Entries shown:
● ● ● ● ●

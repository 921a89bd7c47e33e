// Copyright Amazon.com, Inc. or its affiliates. All Rights Reserved.
// SPDX-License-Identifier: MIT-0

use std::future::Future;
use std::net::SocketAddr;
use std::sync::Arc;

use axum::Router;
use axum::extract::connect_info::IntoMakeServiceWithConnectInfo;
use axum::extract::{ConnectInfo, Request};
use axum::middleware::{self, AddExtension, Next};
use axum::response::Response;
use axum::routing::get;
use axum::serve::Serve;
use tokio::net::TcpListener;

use crate::configuration::ImdsOptions;
use crate::credentials::LiveCredentialStore;
use crate::errors::AppError;
use crate::inspector::HostInspector;
use crate::metadata::MetadataDocument;
use crate::models::RoleIdentity;
use crate::routes;

/// Everything the handlers read. Only `credentials` changes after startup.
#[derive(Clone)]
pub struct AppState {
    pub document: Arc<MetadataDocument>,
    pub role: Option<RoleIdentity>,
    pub credentials: Arc<LiveCredentialStore>,
    pub inspector: Arc<dyn HostInspector>,
    pub interface: Option<String>,
}

impl AppState {
    pub fn interface(&self) -> Result<&str, AppError> {
        self.interface
            .as_deref()
            .ok_or_else(|| AppError::Network("no network interface available".to_string()))
    }
}

pub type Server = Serve<
    TcpListener,
    IntoMakeServiceWithConnectInfo<Router, SocketAddr>,
    AddExtension<Router, ConnectInfo<SocketAddr>>,
>;

pub struct Application {
    server: Server,
}

impl Application {
    pub async fn build(options: &ImdsOptions, state: AppState) -> Result<Self, std::io::Error> {
        let address = format!("{}:{}", options.bind_to, options.port);
        let listener = TcpListener::bind(address).await?;
        let server = run(listener, state)?;
        let port = server.local_addr()?.port();

        tracing::info!("[imds] listening at http://{}:{}", options.bind_to, port);

        Ok(Self { server })
    }

    pub async fn run_until_stopped<F>(self, shutdown: F) -> Result<(), std::io::Error>
    where
        F: Future<Output = ()> + Send + 'static,
    {
        self.server.with_graceful_shutdown(shutdown).await
    }
}

pub fn create_router(state: AppState) -> Router {
    Router::new()
        .route("/latest/api/token", get(routes::token).put(routes::token))
        .route("/latest/meta-data/ami-id", get(routes::ami_id))
        .route("/latest/meta-data/instance-id", get(routes::instance_id))
        .route("/latest/meta-data/instance-type", get(routes::instance_type))
        .route("/latest/meta-data/local-hostname", get(routes::local_hostname))
        .route("/latest/meta-data/public-hostname", get(routes::local_hostname))
        .route("/latest/meta-data/hostname", get(routes::local_hostname))
        .route("/latest/meta-data/local-ipv4", get(routes::local_ipv4))
        .route("/latest/meta-data/public-ipv4", get(routes::local_ipv4))
        .route("/latest/meta-data/mac", get(routes::mac))
        .route("/latest/meta-data/network/interfaces/macs", get(routes::macs))
        .route(
            "/latest/meta-data/block-device-mapping",
            get(routes::block_device_mapping_list),
        )
        .route(
            "/latest/meta-data/block-device-mapping/{name}",
            get(routes::block_device_mapping),
        )
        .route("/latest/meta-data/iam/info", get(routes::iam_info))
        .route(
            "/latest/meta-data/iam/security-credentials",
            get(routes::security_credentials_list),
        )
        .route(
            "/latest/meta-data/iam/security-credentials/",
            get(routes::security_credentials_list),
        )
        .route(
            "/latest/meta-data/iam/security-credentials/{role}",
            get(routes::security_credentials),
        )
        .route(
            "/latest/meta-data/placement/availability-zone",
            get(routes::availability_zone),
        )
        .route("/latest/meta-data/services/domain", get(routes::services_domain))
        .route(
            "/latest/meta-data/services/endpoints",
            get(routes::services_endpoints),
        )
        .route(
            "/latest/dynamic/instance-identity/document",
            get(routes::instance_identity_document),
        )
        .layer(middleware::from_fn(log_request))
        .with_state(Arc::new(state))
}

#[tracing::instrument(skip(listener, state))]
pub fn run(listener: TcpListener, state: AppState) -> Result<Server, std::io::Error> {
    let app = create_router(state);
    Ok(axum::serve(
        listener,
        app.into_make_service_with_connect_info::<SocketAddr>(),
    ))
}

/// Peer address of the request, or `-` when the router is driven without a
/// socket.
fn remote_address(request: &Request) -> String {
    request
        .extensions()
        .get::<ConnectInfo<SocketAddr>>()
        .map(|ConnectInfo(address)| address.to_string())
        .unwrap_or_else(|| "-".to_string())
}

async fn log_request(request: Request, next: Next) -> Response {
    let remote = remote_address(&request);
    let method = request.method().clone();
    let uri = request.uri().clone();
    let response = next.run(request).await;

    tracing::debug!(
        "[imds] {} {} {} {}",
        remote,
        method,
        uri,
        response.status().as_u16()
    );

    response
}
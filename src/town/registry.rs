//! Vacancy views, construction and the top-three siting choice
//!
//! Buildings and residences are owned by whatever simulation sits on top
//! of the town. The registry only records which building stands where and
//! how many people live in each residence.

use ordered_float::OrderedFloat;
use rand::Rng;
use serde::{Deserialize, Serialize};

use crate::core::error::{LayoutError, Result};
use crate::core::types::{BuildingId, LotId};
use crate::layout::lot::Lot;
use crate::town::Town;

/// Weight thresholds for picking the best, second and third candidate
const TOP_THREE_CUTOFFS: [f64; 2] = [0.6, 0.9];

/// Which kind of plot a siting decision is after
#[derive(Debug, Clone, Copy, PartialEq, Eq, Serialize, Deserialize)]
pub enum PlotClass {
    Lot,
    Tract,
}

/// A dwelling registered on a lot
#[derive(Debug, Clone, PartialEq, Eq, Serialize, Deserialize)]
pub struct Residence {
    pub building: BuildingId,
    pub lot: LotId,
    pub occupants: u32,
}

impl Residence {
    pub fn is_vacant(&self) -> bool {
        self.occupants == 0
    }
}

/// Pick among the three best-scoring candidates with weights 60/30/10.
///
/// Candidates are ranked by score, highest first, with the lower ID ahead
/// on equal scores. With fewer than three candidates the best one wins.
/// Returns `None` for an empty candidate list.
pub fn choose_top_three<T, R>(mut scored: Vec<(T, f64)>, rng: &mut R) -> Option<T>
where
    T: Ord + Copy,
    R: Rng + ?Sized,
{
    scored.sort_by(|(a, sa), (b, sb)| {
        OrderedFloat(*sb)
            .cmp(&OrderedFloat(*sa))
            .then_with(|| a.cmp(b))
    });

    if scored.len() < 3 {
        return scored.first().map(|(c, _)| *c);
    }

    let x: f64 = rng.gen();
    let pick = if x < TOP_THREE_CUTOFFS[0] {
        0
    } else if x < TOP_THREE_CUTOFFS[1] {
        1
    } else {
        2
    };
    Some(scored[pick].0)
}

impl Town {
    pub fn vacant_lots(&self) -> Vec<LotId> {
        self.lots().filter(|l| l.is_vacant()).map(|l| l.id).collect()
    }

    pub fn vacant_tracts(&self) -> Vec<LotId> {
        self.tracts().filter(|l| l.is_vacant()).map(|l| l.id).collect()
    }

    /// Residences nobody lives in, in registration order
    pub fn vacant_homes(&self) -> Vec<BuildingId> {
        self.residences
            .iter()
            .filter(|r| r.is_vacant())
            .map(|r| r.building)
            .collect()
    }

    pub fn residences(&self) -> &[Residence] {
        &self.residences
    }

    pub fn residence(&self, building: BuildingId) -> Option<&Residence> {
        self.residence_index
            .get(&building)
            .map(|&i| &self.residences[i])
    }

    fn residence_mut(&mut self, building: BuildingId) -> Result<&mut Residence> {
        let index = *self
            .residence_index
            .get(&building)
            .ok_or(LayoutError::UnknownResidence(building))?;
        Ok(&mut self.residences[index])
    }

    /// Fresh building ID for the business/residence layer
    pub fn allocate_building_id(&mut self) -> BuildingId {
        self.ids.building()
    }

    fn plot_mut(&mut self, id: LotId) -> Result<&mut Lot> {
        self.plots.get_mut(id.index()).ok_or(LayoutError::UnknownLot(id))
    }

    /// Put a building on a vacant plot
    pub fn construct(&mut self, lot: LotId, building: BuildingId) -> Result<()> {
        let plot = self.plot_mut(lot)?;
        if let Some(existing) = plot.building {
            return Err(LayoutError::LotOccupied {
                lot,
                building: existing,
            });
        }
        plot.building = Some(building);
        tracing::debug!(lot = lot.0, building = building.0, "Constructed building");
        Ok(())
    }

    /// Tear down whatever stands on a plot.
    ///
    /// The building moves to the plot's history, and any residence it held
    /// is dropped from the registry.
    pub fn demolish(&mut self, lot: LotId) -> Result<Option<BuildingId>> {
        let plot = self.plot_mut(lot)?;
        let Some(building) = plot.building.take() else {
            return Ok(None);
        };
        plot.former_buildings.push(building);

        if let Some(index) = self.residence_index.remove(&building) {
            self.residences.remove(index);
            for slot in self.residence_index.values_mut() {
                if *slot > index {
                    *slot -= 1;
                }
            }
        }
        tracing::debug!(lot = lot.0, building = building.0, "Demolished building");
        Ok(Some(building))
    }

    /// Record that a building already standing on `lot` is a residence
    pub fn register_residence(&mut self, building: BuildingId, lot: LotId) -> Result<()> {
        let plot = self.plot(lot).ok_or(LayoutError::UnknownLot(lot))?;
        if plot.building != Some(building) {
            return Err(LayoutError::BuildingNotOnLot { building, lot });
        }
        if self.residence_index.contains_key(&building) {
            return Ok(());
        }
        self.residence_index.insert(building, self.residences.len());
        self.residences.push(Residence {
            building,
            lot,
            occupants: 0,
        });
        Ok(())
    }

    /// One more occupant; returns the new head count
    pub fn move_in(&mut self, building: BuildingId) -> Result<u32> {
        let residence = self.residence_mut(building)?;
        residence.occupants += 1;
        Ok(residence.occupants)
    }

    /// One fewer occupant; returns the new head count
    pub fn move_out(&mut self, building: BuildingId) -> Result<u32> {
        let residence = self.residence_mut(building)?;
        residence.occupants = residence.occupants.saturating_sub(1);
        Ok(residence.occupants)
    }

    /// Score vacant plots of one class and make the top-three choice.
    ///
    /// `None` means nothing of that class is vacant.
    pub fn choose_vacant_plot<R: Rng + ?Sized>(
        &self,
        class: PlotClass,
        score: impl Fn(&Lot) -> f64,
        rng: &mut R,
    ) -> Option<LotId> {
        let vacant = match class {
            PlotClass::Lot => self.vacant_lots(),
            PlotClass::Tract => self.vacant_tracts(),
        };
        let scored = vacant
            .into_iter()
            .map(|id| (id, score(&self.plots[id.index()])))
            .collect();
        choose_top_three(scored, rng)
    }

    /// Closest candidate to `from` and its distance; ties go to the lower ID
    pub fn nearest_plot(&self, from: LotId, candidates: &[LotId]) -> Result<Option<(LotId, u32)>> {
        let mut best: Option<(LotId, u32)> = None;
        for &candidate in candidates {
            let distance = self.distance_between(from, candidate)?;
            let closer = match best {
                None => true,
                Some((id, d)) => distance < d || (distance == d && candidate < id),
            };
            if closer {
                best = Some((candidate, distance));
            }
        }
        Ok(best)
    }
}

● ● ● ● ●

Problem to solve:
Give the number of lines in the data that contain the string "Future", and nothing else.

Task answer:
2